Task description: Lines with the string "false" are to be identified in the listing and copied.

::::::::::

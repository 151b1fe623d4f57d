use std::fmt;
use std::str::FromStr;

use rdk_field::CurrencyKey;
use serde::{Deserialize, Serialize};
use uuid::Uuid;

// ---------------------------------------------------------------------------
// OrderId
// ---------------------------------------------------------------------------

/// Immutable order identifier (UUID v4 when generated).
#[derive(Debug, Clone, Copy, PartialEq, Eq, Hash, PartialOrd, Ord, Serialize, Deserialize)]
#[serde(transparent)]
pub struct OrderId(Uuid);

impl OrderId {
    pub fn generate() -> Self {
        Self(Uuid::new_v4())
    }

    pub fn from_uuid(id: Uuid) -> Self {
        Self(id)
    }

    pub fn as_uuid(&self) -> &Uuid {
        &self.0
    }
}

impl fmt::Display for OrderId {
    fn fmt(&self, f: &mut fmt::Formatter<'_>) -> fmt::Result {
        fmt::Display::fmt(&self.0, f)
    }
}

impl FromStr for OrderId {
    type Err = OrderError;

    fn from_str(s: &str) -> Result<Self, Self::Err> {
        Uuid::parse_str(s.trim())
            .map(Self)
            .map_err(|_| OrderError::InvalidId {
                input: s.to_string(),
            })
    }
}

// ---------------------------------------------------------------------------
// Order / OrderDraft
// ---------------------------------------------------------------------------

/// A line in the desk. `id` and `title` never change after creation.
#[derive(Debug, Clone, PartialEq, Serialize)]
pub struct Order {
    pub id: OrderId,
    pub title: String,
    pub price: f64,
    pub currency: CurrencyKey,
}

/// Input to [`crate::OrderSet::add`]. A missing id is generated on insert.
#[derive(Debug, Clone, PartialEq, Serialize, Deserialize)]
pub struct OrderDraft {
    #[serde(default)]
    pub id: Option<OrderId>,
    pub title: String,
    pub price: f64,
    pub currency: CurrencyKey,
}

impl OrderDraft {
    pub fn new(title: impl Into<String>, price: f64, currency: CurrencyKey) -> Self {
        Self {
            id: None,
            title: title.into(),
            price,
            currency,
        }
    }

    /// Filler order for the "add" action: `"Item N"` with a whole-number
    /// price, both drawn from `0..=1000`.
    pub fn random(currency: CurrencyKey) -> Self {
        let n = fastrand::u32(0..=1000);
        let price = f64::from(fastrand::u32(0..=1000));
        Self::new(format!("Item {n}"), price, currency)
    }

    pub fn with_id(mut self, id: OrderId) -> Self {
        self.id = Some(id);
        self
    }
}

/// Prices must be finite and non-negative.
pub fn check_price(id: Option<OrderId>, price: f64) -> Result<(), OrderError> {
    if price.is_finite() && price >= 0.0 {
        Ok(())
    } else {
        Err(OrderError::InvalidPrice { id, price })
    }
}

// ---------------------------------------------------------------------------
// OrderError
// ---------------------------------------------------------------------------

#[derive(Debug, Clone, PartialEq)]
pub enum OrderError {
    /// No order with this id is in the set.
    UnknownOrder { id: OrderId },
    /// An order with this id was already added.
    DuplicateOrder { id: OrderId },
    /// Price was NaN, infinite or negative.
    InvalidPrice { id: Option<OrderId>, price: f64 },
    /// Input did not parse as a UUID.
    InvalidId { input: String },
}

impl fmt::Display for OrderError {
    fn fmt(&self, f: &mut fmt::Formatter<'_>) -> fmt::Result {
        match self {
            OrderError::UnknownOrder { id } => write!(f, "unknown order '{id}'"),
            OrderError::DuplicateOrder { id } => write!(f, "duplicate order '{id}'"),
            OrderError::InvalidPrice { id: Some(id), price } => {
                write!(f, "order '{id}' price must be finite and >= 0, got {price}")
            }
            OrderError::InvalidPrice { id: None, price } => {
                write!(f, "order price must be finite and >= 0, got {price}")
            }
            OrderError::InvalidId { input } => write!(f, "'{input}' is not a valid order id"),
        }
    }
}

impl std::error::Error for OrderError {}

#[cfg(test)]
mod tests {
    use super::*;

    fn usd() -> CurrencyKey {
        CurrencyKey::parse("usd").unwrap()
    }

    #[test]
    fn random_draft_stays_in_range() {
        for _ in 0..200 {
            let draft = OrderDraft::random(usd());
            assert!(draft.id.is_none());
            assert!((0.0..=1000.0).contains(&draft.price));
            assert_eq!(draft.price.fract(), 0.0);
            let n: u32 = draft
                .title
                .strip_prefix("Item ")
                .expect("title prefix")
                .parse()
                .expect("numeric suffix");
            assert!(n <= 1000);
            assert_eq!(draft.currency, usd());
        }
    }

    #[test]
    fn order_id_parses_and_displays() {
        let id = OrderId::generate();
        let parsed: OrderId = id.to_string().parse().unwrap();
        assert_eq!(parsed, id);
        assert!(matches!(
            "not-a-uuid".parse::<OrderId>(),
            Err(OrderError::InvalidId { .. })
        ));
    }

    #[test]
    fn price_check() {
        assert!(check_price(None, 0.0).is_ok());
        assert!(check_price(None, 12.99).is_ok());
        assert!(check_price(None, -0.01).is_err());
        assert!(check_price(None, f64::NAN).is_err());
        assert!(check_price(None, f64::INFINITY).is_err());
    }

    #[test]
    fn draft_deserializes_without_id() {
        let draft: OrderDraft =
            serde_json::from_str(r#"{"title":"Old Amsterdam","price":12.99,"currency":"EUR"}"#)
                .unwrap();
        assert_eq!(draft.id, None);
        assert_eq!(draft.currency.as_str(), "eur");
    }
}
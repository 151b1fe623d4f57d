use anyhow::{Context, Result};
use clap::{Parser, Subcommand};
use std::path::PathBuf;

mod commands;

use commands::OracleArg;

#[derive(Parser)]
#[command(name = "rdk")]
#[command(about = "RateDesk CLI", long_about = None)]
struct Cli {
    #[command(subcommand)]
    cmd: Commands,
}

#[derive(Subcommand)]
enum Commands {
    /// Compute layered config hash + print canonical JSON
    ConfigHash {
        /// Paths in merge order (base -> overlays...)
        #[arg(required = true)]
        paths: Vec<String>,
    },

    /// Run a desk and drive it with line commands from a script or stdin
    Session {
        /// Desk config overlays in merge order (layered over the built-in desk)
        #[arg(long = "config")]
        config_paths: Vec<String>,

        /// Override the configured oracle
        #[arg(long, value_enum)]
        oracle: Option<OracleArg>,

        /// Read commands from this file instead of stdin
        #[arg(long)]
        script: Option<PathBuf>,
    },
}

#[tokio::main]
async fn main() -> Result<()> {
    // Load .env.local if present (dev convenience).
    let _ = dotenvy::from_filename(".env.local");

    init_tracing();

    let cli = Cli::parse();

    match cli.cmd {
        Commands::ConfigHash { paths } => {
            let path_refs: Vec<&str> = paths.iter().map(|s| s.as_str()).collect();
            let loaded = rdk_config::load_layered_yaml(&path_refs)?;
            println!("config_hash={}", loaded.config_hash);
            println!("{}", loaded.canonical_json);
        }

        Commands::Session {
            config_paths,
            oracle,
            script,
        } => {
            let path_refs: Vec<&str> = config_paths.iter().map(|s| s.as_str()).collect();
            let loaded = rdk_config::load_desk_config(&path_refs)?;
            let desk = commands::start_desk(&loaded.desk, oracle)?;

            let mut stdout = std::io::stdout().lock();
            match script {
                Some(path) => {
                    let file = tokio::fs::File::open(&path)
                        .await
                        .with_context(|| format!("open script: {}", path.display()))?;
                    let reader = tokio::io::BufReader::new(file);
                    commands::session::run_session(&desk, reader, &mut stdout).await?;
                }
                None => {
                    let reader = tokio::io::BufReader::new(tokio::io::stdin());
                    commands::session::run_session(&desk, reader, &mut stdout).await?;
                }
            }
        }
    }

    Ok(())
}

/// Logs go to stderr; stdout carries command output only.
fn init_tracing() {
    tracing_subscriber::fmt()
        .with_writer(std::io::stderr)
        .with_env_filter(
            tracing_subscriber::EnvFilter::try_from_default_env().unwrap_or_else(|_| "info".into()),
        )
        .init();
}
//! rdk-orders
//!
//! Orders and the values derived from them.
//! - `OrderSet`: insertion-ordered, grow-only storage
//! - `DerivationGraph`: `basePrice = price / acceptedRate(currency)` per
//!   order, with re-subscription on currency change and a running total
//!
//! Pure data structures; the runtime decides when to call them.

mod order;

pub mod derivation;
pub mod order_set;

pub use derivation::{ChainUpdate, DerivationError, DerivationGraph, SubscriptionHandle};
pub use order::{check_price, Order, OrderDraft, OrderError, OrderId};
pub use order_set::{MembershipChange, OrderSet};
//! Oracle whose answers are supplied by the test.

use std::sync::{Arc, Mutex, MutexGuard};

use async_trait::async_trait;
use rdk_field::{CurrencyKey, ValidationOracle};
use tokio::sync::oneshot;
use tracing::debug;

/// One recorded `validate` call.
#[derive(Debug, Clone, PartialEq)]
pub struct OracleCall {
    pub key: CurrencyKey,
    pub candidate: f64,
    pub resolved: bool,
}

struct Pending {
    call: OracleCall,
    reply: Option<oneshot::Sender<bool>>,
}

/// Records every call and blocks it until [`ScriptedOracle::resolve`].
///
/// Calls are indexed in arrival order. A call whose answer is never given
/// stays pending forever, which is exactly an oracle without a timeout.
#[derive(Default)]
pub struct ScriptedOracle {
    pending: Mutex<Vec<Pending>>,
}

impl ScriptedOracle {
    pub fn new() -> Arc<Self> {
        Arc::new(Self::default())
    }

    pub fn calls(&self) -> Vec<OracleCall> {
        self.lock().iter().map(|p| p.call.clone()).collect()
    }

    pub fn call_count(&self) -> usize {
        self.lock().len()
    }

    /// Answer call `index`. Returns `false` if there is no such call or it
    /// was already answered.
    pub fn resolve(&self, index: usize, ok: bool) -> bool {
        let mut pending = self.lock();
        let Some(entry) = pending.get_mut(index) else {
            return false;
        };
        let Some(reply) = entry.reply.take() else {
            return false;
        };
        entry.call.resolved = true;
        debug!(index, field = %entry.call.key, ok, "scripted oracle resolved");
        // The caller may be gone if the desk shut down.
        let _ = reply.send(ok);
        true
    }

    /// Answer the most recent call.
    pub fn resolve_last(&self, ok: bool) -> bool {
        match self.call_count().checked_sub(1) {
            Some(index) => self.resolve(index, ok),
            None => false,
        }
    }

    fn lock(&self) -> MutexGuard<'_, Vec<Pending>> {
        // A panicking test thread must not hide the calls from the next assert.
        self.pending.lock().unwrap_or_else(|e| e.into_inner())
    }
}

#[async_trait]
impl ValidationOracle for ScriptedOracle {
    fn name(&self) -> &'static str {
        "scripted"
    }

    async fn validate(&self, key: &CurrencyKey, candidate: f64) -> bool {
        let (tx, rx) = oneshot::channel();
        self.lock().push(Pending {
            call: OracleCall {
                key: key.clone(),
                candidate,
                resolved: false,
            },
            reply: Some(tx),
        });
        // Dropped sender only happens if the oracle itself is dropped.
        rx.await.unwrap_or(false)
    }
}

::::::::::

Solved exercise:
    /// Answer call `index`. Returns `false` if there is no such call or it
            return false;
            return false;
            None => false,
                resolved: false,
        rx.await.unwrap_or(false)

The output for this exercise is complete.